The problem, of course, is that many educators themselves continue to misunderstand or revile homosexuality. But as Jeremy points out in a letter he wrote to Ontario education minister Elizabeth Witmer, teachers don’t have to understand or agree with homosexuality. He also notes, however, that it remains their professional duty to ensure the well-being of all students, and to promote the healthy development of gay and lesbian students.



Other educators may wish to do the right thing, but fear the wrath of parents. Parents often oppose teaching kids about sexuality in general, and homosexuality in particular. The issue is highlighted for us this week, as the Supreme Court hears the Surrey, BC, book banning case. There, fundamentalist Muslim and Christian parents teamed up to convince the school board to ban books which depict kids with gay and lesbian parents.

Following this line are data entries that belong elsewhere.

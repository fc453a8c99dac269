use std::sync::atomic::{AtomicBool, Ordering};
use std::sync::mpsc::Sender;
use std::sync::Arc;

/// Receiver of best-effort progress fractions in `[0, 1]`.
///
/// Implementations must not block; a lost update is not an error.
pub trait ProgressSink {
    /// Report that `fraction` of the work is done.
    fn report(&self, fraction: f64);
}

impl<F: Fn(f64)> ProgressSink for F {
    fn report(&self, fraction: f64) {
        self(fraction)
    }
}

/// Sink that drops every update.
#[derive(Debug, Clone, Copy, Default)]
pub struct NoProgress;

impl ProgressSink for NoProgress {
    fn report(&self, _fraction: f64) {}
}

/// Sink that forwards updates over a channel, ignoring a hung-up receiver.
#[derive(Debug, Clone)]
pub struct ChannelProgress(pub Sender<f64>);

impl ProgressSink for ChannelProgress {
    fn report(&self, fraction: f64) {
        let _ = self.0.send(fraction);
    }
}

/// Shared flag for cooperative cancellation.
#[derive(Debug, Clone, Default)]
pub struct CancellationToken {
    cancelled: Arc<AtomicBool>,
}

impl CancellationToken {
    /// Fresh, uncancelled token.
    pub fn new() -> Self {
        Self::default()
    }

    /// Request cancellation. Every clone observes it.
    pub fn cancel(&self) {
        self.cancelled.store(true, Ordering::Relaxed);
    }

    /// Whether cancellation was requested.
    pub fn is_cancelled(&self) -> bool {
        self.cancelled.load(Ordering::Relaxed)
    }
}

#[cfg(test)]
mod tests {
    use super::*;
    use std::sync::mpsc;

    #[test]
    fn clones_share_cancellation() {
        let token = CancellationToken::new();
        let other = token.clone();
        assert!(!other.is_cancelled());
        token.cancel();
        assert!(other.is_cancelled());
    }

    #[test]
    fn channel_sink_survives_dropped_receiver() {
        let (tx, rx) = mpsc::channel();
        let sink = ChannelProgress(tx);
        sink.report(0.5);
        assert_eq!(rx.recv().unwrap(), 0.5);
        drop(rx);
        sink.report(0.75);
    }
}
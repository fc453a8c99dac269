//! Rich interval records built from columnar track lines.
//!
//! Flat formats (plain intervals, BED, genePred) become a
//! [`RichIntervalRecord`] in one step through [`parse_line`]. GFF and GTF go
//! through the two-phase build in [`gff`]: parse every line, absorb child
//! features into their parents, then freeze.

pub mod gff;
mod mapping;

pub use mapping::{ColumnMapping, TrackFormat};

use std::fmt::Write as _;
use std::str::FromStr;

use thiserror::Error;

use crate::interval::{Block, BlockError, Interval};

/// Errors raised while turning a text line into a record.
#[derive(Debug, Error)]
pub enum RecordError {
    /// The line has fewer columns than the mapping requires.
    #[error("missing column {column} ({field}) in line: {line}")]
    MissingColumn {
        /// 0-based column index.
        column: usize,
        /// Field the column was mapped to.
        field: &'static str,
        /// Offending line.
        line: String,
    },

    /// A numeric column could not be parsed.
    #[error("invalid {field} value {value:?}")]
    BadNumber {
        /// Field being parsed.
        field: &'static str,
        /// Raw text.
        value: String,
    },

    /// A colour column was not `r,g,b`.
    #[error("invalid item RGB {0:?}")]
    BadColor(String),

    /// Packed block columns were malformed.
    #[error(transparent)]
    Blocks(#[from] BlockError),
}

/// Feature orientation.
#[derive(Debug, Clone, Copy, PartialEq, Eq, Hash, Default)]
#[cfg_attr(feature = "serde", derive(serde::Serialize, serde::Deserialize))]
pub enum Strand {
    /// Forward strand; also used when the strand is unspecified.
    #[default]
    Forward,
    /// Reverse strand; only produced by an explicit `-`.
    Reverse,
}

impl Strand {
    /// `-` is reverse, anything else (including `.`, `?` or nothing) is forward.
    pub fn from_marker(marker: Option<&str>) -> Self {
        match marker.map(str::trim) {
            Some("-") => Strand::Reverse,
            _ => Strand::Forward,
        }
    }

    /// `+` or `-`.
    pub fn as_char(self) -> char {
        match self {
            Strand::Forward => '+',
            Strand::Reverse => '-',
        }
    }
}

/// BED `itemRgb` colour.
#[derive(Debug, Clone, Copy, PartialEq, Eq, Hash)]
#[cfg_attr(feature = "serde", derive(serde::Serialize, serde::Deserialize))]
pub struct ItemRgb {
    /// Red.
    pub red: u8,
    /// Green.
    pub green: u8,
    /// Blue.
    pub blue: u8,
}

impl FromStr for ItemRgb {
    type Err = RecordError;

    fn from_str(s: &str) -> Result<Self, Self::Err> {
        let parts: Vec<&str> = s.trim().split(',').collect();
        let channel = |text: &str| text.trim().parse::<u8>().map_err(|_| RecordError::BadColor(s.to_string()));
        match parts[..] {
            [r, g, b] => Ok(ItemRgb {
                red: channel(r)?,
                green: channel(g)?,
                blue: channel(b)?,
            }),
            _ => Err(RecordError::BadColor(s.to_string())),
        }
    }
}

/// An interval feature with optional sub-blocks, score, strand, coding region,
/// colour and names.
///
/// Records are immutable once built. GFF/GTF transcripts receive their blocks
/// and coding region from [`gff::GffRecordBuilder`] before they are frozen.
#[derive(Debug, Clone, PartialEq)]
#[cfg_attr(feature = "serde", derive(serde::Serialize, serde::Deserialize))]
pub struct RichIntervalRecord {
    reference: String,
    interval: Interval,
    blocks: Option<Vec<Block>>,
    score: f32,
    strand: Strand,
    thick_start: Option<i64>,
    thick_end: Option<i64>,
    item_rgb: Option<ItemRgb>,
    name: Option<String>,
    alternate_name: Option<String>,
    feature_type: Option<String>,
}

impl RichIntervalRecord {
    /// Minimal record: no blocks, no score, forward strand.
    pub fn new(reference: impl Into<String>, interval: Interval) -> Self {
        Self {
            reference: reference.into(),
            interval,
            blocks: None,
            score: f32::NAN,
            strand: Strand::Forward,
            thick_start: None,
            thick_end: None,
            item_rgb: None,
            name: None,
            alternate_name: None,
            feature_type: None,
        }
    }

    /// Set sub-blocks.
    pub fn with_blocks(mut self, blocks: Option<Vec<Block>>) -> Self {
        self.blocks = blocks;
        self
    }

    /// Set the score (NaN for absent).
    pub fn with_score(mut self, score: f32) -> Self {
        self.score = score;
        self
    }

    /// Set the strand.
    pub fn with_strand(mut self, strand: Strand) -> Self {
        self.strand = strand;
        self
    }

    /// Set the coding region; `None` falls back to the interval bounds.
    pub fn with_thick(mut self, thick_start: Option<i64>, thick_end: Option<i64>) -> Self {
        self.thick_start = thick_start;
        self.thick_end = thick_end;
        self
    }

    /// Set the colour.
    pub fn with_item_rgb(mut self, item_rgb: Option<ItemRgb>) -> Self {
        self.item_rgb = item_rgb;
        self
    }

    /// Set the primary and alternate names.
    pub fn with_names(mut self, name: Option<String>, alternate_name: Option<String>) -> Self {
        self.name = name;
        self.alternate_name = alternate_name;
        self
    }

    /// Set the GFF/GTF feature type.
    pub fn with_feature_type(mut self, feature_type: Option<String>) -> Self {
        self.feature_type = feature_type;
        self
    }

    /// Reference sequence name.
    pub fn reference(&self) -> &str {
        &self.reference
    }

    /// Feature extent (1-based, closed).
    pub fn interval(&self) -> Interval {
        self.interval
    }

    /// Sub-blocks in file/absorption order, if any.
    pub fn blocks(&self) -> Option<&[Block]> {
        self.blocks.as_deref()
    }

    /// Score, NaN when the file had none.
    pub fn score(&self) -> f32 {
        self.score
    }

    /// Orientation.
    pub fn strand(&self) -> Strand {
        self.strand
    }

    /// Start of the coding region; the interval start when unspecified.
    pub fn thick_start(&self) -> i64 {
        self.thick_start.unwrap_or(self.interval.start())
    }

    /// End of the coding region; the interval end when unspecified.
    pub fn thick_end(&self) -> i64 {
        self.thick_end.unwrap_or(self.interval.end())
    }

    /// Display colour.
    pub fn item_rgb(&self) -> Option<ItemRgb> {
        self.item_rgb
    }

    /// Primary name.
    pub fn name(&self) -> Option<&str> {
        self.name.as_deref()
    }

    /// Secondary name (gene symbol, GFF3 `Alias`, ...).
    pub fn alternate_name(&self) -> Option<&str> {
        self.alternate_name.as_deref()
    }

    /// GFF/GTF feature type such as `mRNA`.
    pub fn feature_type(&self) -> Option<&str> {
        self.feature_type.as_deref()
    }
}

/// Tab-split view of a line with mapping-aware accessors.
pub(crate) struct Columns<'a> {
    line: &'a str,
    cols: Vec<&'a str>,
}

impl<'a> Columns<'a> {
    pub(crate) fn split(line: &'a str) -> Self {
        let line = line.trim_end_matches(['\n', '\r']);
        Self {
            line,
            cols: line.split('\t').collect(),
        }
    }

    pub(crate) fn required(&self, column: usize, field: &'static str) -> Result<&'a str, RecordError> {
        self.cols.get(column).copied().ok_or_else(|| RecordError::MissingColumn {
            column,
            field,
            line: self.line.to_string(),
        })
    }

    /// Absent, empty and `.` all read as `None`.
    pub(crate) fn optional(&self, column: Option<usize>) -> Option<&'a str> {
        let value = self.cols.get(column?)?.trim();
        if value.is_empty() || value == "." {
            None
        } else {
            Some(value)
        }
    }

    pub(crate) fn integer(&self, column: usize, field: &'static str) -> Result<i64, RecordError> {
        parse_integer(self.required(column, field)?, field)
    }

    pub(crate) fn optional_integer(
        &self,
        column: Option<usize>,
        field: &'static str,
    ) -> Result<Option<i64>, RecordError> {
        self.optional(column).map(|v| parse_integer(v, field)).transpose()
    }

    pub(crate) fn score(&self, column: Option<usize>) -> Result<f32, RecordError> {
        match self.optional(column) {
            None => Ok(f32::NAN),
            Some(v) => v.parse::<f32>().map_err(|_| RecordError::BadNumber {
                field: "score",
                value: v.to_string(),
            }),
        }
    }
}

fn parse_integer(value: &str, field: &'static str) -> Result<i64, RecordError> {
    value.trim().parse::<i64>().map_err(|_| RecordError::BadNumber {
        field,
        value: value.to_string(),
    })
}

/// Parse one line of a columnar track into a record.
///
/// GFF/GTF lines are parsed as standalone features; use
/// [`gff::HierarchyAssembler`] to fold children into their transcripts.
pub fn parse_line(line: &str, mapping: &ColumnMapping) -> Result<RichIntervalRecord, RecordError> {
    if mapping.format.is_hierarchical() {
        return gff::GffRecord::parse(line, mapping).map(gff::GffRecord::into_standalone);
    }

    let cols = Columns::split(line);
    let reference = cols.required(mapping.chrom, "chrom")?;
    let start = mapping.to_one_based(cols.integer(mapping.start, "start")?);
    let end = cols.integer(mapping.end, "end")?;
    let interval = Interval::new(start, end);

    let thick_start = cols
        .optional_integer(mapping.thick_start, "thickStart")?
        .map(|v| mapping.to_one_based(v));
    let thick_end = cols.optional_integer(mapping.thick_end, "thickEnd")?;

    let item_rgb = match cols.optional(mapping.item_rgb) {
        None | Some("0") => None,
        Some(v) => Some(v.parse::<ItemRgb>()?),
    };

    let blocks = read_blocks(&cols, mapping, start)?;

    Ok(RichIntervalRecord::new(reference, interval)
        .with_blocks(blocks)
        .with_score(cols.score(mapping.score)?)
        .with_strand(Strand::from_marker(cols.optional(mapping.strand)))
        .with_thick(thick_start, thick_end)
        .with_item_rgb(item_rgb)
        .with_names(
            cols.optional(mapping.name).map(str::to_string),
            cols.optional(mapping.alternate_name).map(str::to_string),
        ))
}

fn read_blocks(
    cols: &Columns<'_>,
    mapping: &ColumnMapping,
    start: i64,
) -> Result<Option<Vec<Block>>, RecordError> {
    let Some(starts) = cols.optional(mapping.block_starts) else {
        return Ok(None);
    };
    let starts = Block::extract_blocks(starts)?;

    if let Some(sizes) = cols.optional(mapping.block_sizes) {
        let sizes = Block::extract_blocks(sizes)?;
        return Ok(Some(Block::from_starts_and_sizes(&starts, &sizes)?));
    }
    if let Some(ends) = cols.optional(mapping.block_ends) {
        let ends = Block::extract_blocks(ends)?;
        // Absolute block starts share the file's convention; re-anchor them on
        // the 0-based feature start.
        let origin = start - 1;
        return Ok(Some(Block::from_starts_and_ends(origin, &starts, &ends)?));
    }
    Ok(None)
}

/// Render records as BED12 lines (0-based starts).
pub fn render_bed(records: &[RichIntervalRecord]) -> String {
    let mut out = String::new();
    for record in records {
        let interval = record.interval();
        let score = if record.score().is_nan() {
            "0".to_string()
        } else {
            record.score().to_string()
        };
        let rgb = record
            .item_rgb()
            .map(|c| format!("{},{},{}", c.red, c.green, c.blue))
            .unwrap_or_else(|| "0".to_string());
        let whole = [Block::new(0, interval.length())];
        let blocks = record.blocks().filter(|b| !b.is_empty()).unwrap_or(&whole[..]);

        let mut sizes = String::new();
        let mut starts = String::new();
        for block in blocks {
            let _ = write!(sizes, "{},", block.size());
            let _ = write!(starts, "{},", block.position());
        }

        let _ = writeln!(
            out,
            "{chrom}\t{start}\t{end}\t{name}\t{score}\t{strand}\t{thick_start}\t{thick_end}\t{rgb}\t{count}\t{sizes}\t{starts}",
            chrom = record.reference(),
            start = interval.start() - 1,
            end = interval.end(),
            name = record.name().unwrap_or("."),
            strand = record.strand().as_char(),
            thick_start = record.thick_start() - 1,
            thick_end = record.thick_end(),
            count = blocks.len(),
        );
    }
    out
}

What we need from educators is a policy of zero tolerance for parents who object to promoting respect for gay and lesbian students, parents and teachers. Bigoted parents need to understand that mutual respect in a school setting doesn’t prevent them from objecting to homosexuality or from teaching their beliefs to their own children.



If educators fail to protect and foster gay and lesbian students because it’s the right thing to do, the three battles noted above should encourage their compliance for more selfish reasons. Is it a coincidence that Hamed Nastoh, a student who killed himself after being bullied because he was perceived to be gay, lived in Surrey, BC? Could his parents sue educators there, and cite the banning of gay-positive books as evidence that they failed to create a safe environment for their son?



Educators should take note of the burgeoning sense of entitlement felt by today’s gay teens. Increasingly, it seems, educators won’t be able to ignore the needs of their gay and lesbian students. Today’s savvy gay teens won’t let them get away with it.



* David Walberg is Xtra’s publisher.